**Assignment**. Within the entries below, find the portion that opens with the line containing "that import it." and closes with the line containing "both delivery paths.". Retype that portion exactly and only.

Dataset entries

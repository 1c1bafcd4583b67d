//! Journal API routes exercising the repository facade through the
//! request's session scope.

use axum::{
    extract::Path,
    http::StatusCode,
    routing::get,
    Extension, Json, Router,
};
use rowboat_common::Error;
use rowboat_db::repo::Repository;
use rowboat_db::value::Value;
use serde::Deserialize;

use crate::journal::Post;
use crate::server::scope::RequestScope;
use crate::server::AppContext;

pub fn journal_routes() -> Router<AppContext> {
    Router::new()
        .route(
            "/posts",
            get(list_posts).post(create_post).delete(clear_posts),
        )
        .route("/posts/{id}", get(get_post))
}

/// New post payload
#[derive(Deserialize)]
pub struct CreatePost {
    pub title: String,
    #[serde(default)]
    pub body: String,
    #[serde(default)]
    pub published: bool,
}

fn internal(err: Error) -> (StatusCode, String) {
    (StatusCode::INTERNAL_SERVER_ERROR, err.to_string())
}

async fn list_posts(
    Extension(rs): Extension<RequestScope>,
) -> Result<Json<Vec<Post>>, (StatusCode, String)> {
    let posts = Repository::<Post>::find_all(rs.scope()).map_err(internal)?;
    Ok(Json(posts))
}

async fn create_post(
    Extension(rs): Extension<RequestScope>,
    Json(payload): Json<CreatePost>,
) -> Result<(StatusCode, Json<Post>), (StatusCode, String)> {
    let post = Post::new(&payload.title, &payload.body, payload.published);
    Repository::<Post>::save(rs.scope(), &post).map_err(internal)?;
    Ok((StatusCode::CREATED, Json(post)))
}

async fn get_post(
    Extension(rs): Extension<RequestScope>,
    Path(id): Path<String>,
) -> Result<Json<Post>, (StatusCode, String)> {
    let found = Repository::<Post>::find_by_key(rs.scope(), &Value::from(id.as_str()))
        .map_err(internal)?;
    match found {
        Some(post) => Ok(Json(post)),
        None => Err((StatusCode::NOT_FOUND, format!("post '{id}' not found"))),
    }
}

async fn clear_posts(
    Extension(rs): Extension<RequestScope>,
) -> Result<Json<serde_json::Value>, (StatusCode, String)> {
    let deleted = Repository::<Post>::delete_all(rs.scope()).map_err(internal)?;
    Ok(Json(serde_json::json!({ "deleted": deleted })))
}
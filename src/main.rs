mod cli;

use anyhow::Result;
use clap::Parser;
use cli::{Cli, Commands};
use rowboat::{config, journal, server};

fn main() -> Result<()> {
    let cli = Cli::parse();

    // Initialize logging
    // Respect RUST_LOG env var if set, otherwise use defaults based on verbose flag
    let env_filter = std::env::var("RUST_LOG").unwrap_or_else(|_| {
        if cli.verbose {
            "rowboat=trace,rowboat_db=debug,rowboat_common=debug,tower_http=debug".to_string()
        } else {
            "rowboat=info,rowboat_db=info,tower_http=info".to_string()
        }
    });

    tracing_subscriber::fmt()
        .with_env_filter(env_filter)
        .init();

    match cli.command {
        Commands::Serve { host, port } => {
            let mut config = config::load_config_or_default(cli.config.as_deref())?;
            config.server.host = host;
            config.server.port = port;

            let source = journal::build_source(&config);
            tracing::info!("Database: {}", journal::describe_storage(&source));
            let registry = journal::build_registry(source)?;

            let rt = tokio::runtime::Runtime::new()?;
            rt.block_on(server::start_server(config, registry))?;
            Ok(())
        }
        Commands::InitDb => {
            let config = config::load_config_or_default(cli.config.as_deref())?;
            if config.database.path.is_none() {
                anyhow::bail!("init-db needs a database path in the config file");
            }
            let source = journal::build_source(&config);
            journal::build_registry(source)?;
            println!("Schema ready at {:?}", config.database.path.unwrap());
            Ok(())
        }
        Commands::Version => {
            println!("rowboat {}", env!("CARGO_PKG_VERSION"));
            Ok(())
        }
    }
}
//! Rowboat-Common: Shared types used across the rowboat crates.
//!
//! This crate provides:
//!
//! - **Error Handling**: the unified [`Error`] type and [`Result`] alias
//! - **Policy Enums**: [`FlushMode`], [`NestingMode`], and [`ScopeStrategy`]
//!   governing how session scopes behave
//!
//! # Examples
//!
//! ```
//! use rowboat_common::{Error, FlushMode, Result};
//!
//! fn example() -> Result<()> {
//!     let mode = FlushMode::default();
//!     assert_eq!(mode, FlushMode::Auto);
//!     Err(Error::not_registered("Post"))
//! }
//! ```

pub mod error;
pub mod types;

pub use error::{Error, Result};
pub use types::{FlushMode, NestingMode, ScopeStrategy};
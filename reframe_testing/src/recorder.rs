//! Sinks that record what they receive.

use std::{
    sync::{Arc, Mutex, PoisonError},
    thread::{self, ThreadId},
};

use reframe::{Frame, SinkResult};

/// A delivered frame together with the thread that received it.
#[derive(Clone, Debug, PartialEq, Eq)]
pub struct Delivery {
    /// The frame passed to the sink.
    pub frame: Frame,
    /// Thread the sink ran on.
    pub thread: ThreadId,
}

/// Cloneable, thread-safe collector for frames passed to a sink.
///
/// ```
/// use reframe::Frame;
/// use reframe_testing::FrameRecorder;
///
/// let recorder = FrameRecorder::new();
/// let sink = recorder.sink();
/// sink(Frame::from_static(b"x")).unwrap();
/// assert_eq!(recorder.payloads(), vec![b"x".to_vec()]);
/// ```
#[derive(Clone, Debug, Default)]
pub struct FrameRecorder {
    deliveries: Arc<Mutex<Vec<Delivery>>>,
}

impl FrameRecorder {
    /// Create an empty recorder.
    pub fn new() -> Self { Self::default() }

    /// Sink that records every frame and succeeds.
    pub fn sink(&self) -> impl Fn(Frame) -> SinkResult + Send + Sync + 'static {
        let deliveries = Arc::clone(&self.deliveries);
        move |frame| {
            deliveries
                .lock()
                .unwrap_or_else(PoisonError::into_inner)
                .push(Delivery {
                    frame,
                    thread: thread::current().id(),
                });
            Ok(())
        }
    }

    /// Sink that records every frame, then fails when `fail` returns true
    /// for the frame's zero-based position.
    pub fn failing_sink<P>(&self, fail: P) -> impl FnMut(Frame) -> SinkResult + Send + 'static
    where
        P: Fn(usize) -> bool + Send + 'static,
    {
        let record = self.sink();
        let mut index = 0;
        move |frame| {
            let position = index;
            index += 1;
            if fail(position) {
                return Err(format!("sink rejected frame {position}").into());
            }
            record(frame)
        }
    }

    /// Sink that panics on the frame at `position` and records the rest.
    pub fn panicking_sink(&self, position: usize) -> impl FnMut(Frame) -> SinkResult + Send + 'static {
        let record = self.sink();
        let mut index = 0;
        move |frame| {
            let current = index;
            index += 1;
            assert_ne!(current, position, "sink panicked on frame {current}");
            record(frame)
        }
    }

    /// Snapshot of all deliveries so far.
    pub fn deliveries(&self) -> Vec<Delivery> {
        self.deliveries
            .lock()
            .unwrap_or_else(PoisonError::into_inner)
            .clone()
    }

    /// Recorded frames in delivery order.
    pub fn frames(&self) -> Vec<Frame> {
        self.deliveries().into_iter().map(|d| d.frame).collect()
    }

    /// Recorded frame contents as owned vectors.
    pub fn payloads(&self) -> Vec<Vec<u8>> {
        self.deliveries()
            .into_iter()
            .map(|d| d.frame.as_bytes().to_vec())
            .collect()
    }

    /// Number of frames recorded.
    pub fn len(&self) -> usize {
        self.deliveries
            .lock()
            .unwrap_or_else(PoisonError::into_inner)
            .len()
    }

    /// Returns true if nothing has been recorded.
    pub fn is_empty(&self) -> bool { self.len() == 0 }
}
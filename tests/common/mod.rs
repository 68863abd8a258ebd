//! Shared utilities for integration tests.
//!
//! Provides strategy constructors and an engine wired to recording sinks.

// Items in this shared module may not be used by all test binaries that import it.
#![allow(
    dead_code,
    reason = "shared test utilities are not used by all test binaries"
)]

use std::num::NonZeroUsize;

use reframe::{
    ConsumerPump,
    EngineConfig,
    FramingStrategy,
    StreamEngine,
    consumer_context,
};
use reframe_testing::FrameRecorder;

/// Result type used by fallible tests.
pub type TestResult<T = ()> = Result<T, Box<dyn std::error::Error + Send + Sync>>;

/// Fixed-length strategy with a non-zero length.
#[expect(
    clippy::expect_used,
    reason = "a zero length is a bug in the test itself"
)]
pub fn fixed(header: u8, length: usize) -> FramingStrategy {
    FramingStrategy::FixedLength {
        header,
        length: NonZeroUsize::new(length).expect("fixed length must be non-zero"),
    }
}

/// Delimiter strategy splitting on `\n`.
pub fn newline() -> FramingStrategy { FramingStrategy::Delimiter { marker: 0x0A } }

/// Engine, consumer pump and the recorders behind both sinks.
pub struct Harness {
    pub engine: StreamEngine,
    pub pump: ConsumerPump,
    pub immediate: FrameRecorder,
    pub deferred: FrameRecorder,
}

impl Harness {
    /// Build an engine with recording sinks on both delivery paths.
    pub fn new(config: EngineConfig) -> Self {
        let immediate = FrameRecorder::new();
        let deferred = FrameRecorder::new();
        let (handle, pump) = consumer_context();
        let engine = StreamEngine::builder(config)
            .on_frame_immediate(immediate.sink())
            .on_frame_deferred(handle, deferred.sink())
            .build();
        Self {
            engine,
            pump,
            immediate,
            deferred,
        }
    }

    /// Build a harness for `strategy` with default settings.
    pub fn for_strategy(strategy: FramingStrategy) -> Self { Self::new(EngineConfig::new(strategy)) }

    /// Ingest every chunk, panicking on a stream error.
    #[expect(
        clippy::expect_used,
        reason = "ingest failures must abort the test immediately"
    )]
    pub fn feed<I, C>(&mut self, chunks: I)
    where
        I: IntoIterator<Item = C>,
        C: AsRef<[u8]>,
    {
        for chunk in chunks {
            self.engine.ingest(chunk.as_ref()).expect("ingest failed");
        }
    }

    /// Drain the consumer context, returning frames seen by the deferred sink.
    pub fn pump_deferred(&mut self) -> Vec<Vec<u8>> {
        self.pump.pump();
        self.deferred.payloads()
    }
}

**Expected answer**.
// Items in this shared module may not be used by all test binaries that import it.
#![allow(
    dead_code,
    reason = "shared test utilities are not used by all test binaries"
)]

use std::num::NonZeroUsize;

use reframe::{
    ConsumerPump,
    EngineConfig,
    FramingStrategy,
    StreamEngine,
    consumer_context,
};
use reframe_testing::FrameRecorder;

/// Result type used by fallible tests.
pub type TestResult<T = ()> = Result<T, Box<dyn std::error::Error + Send + Sync>>;

/// Fixed-length strategy with a non-zero length.
#[expect(
    clippy::expect_used,
    reason = "a zero length is a bug in the test itself"
)]
pub fn fixed(header: u8, length: usize) -> FramingStrategy {
    FramingStrategy::FixedLength {
        header,
        length: NonZeroUsize::new(length).expect("fixed length must be non-zero"),
    }
}

/// Delimiter strategy splitting on `\n`.
pub fn newline() -> FramingStrategy { FramingStrategy::Delimiter { marker: 0x0A } }

/// Engine, consumer pump and the recorders behind both sinks.
pub struct Harness {
    pub engine: StreamEngine,
    pub pump: ConsumerPump,
    pub immediate: FrameRecorder,
    pub deferred: FrameRecorder,
}

impl Harness {
    /// Build an engine with recording sinks on both delivery paths.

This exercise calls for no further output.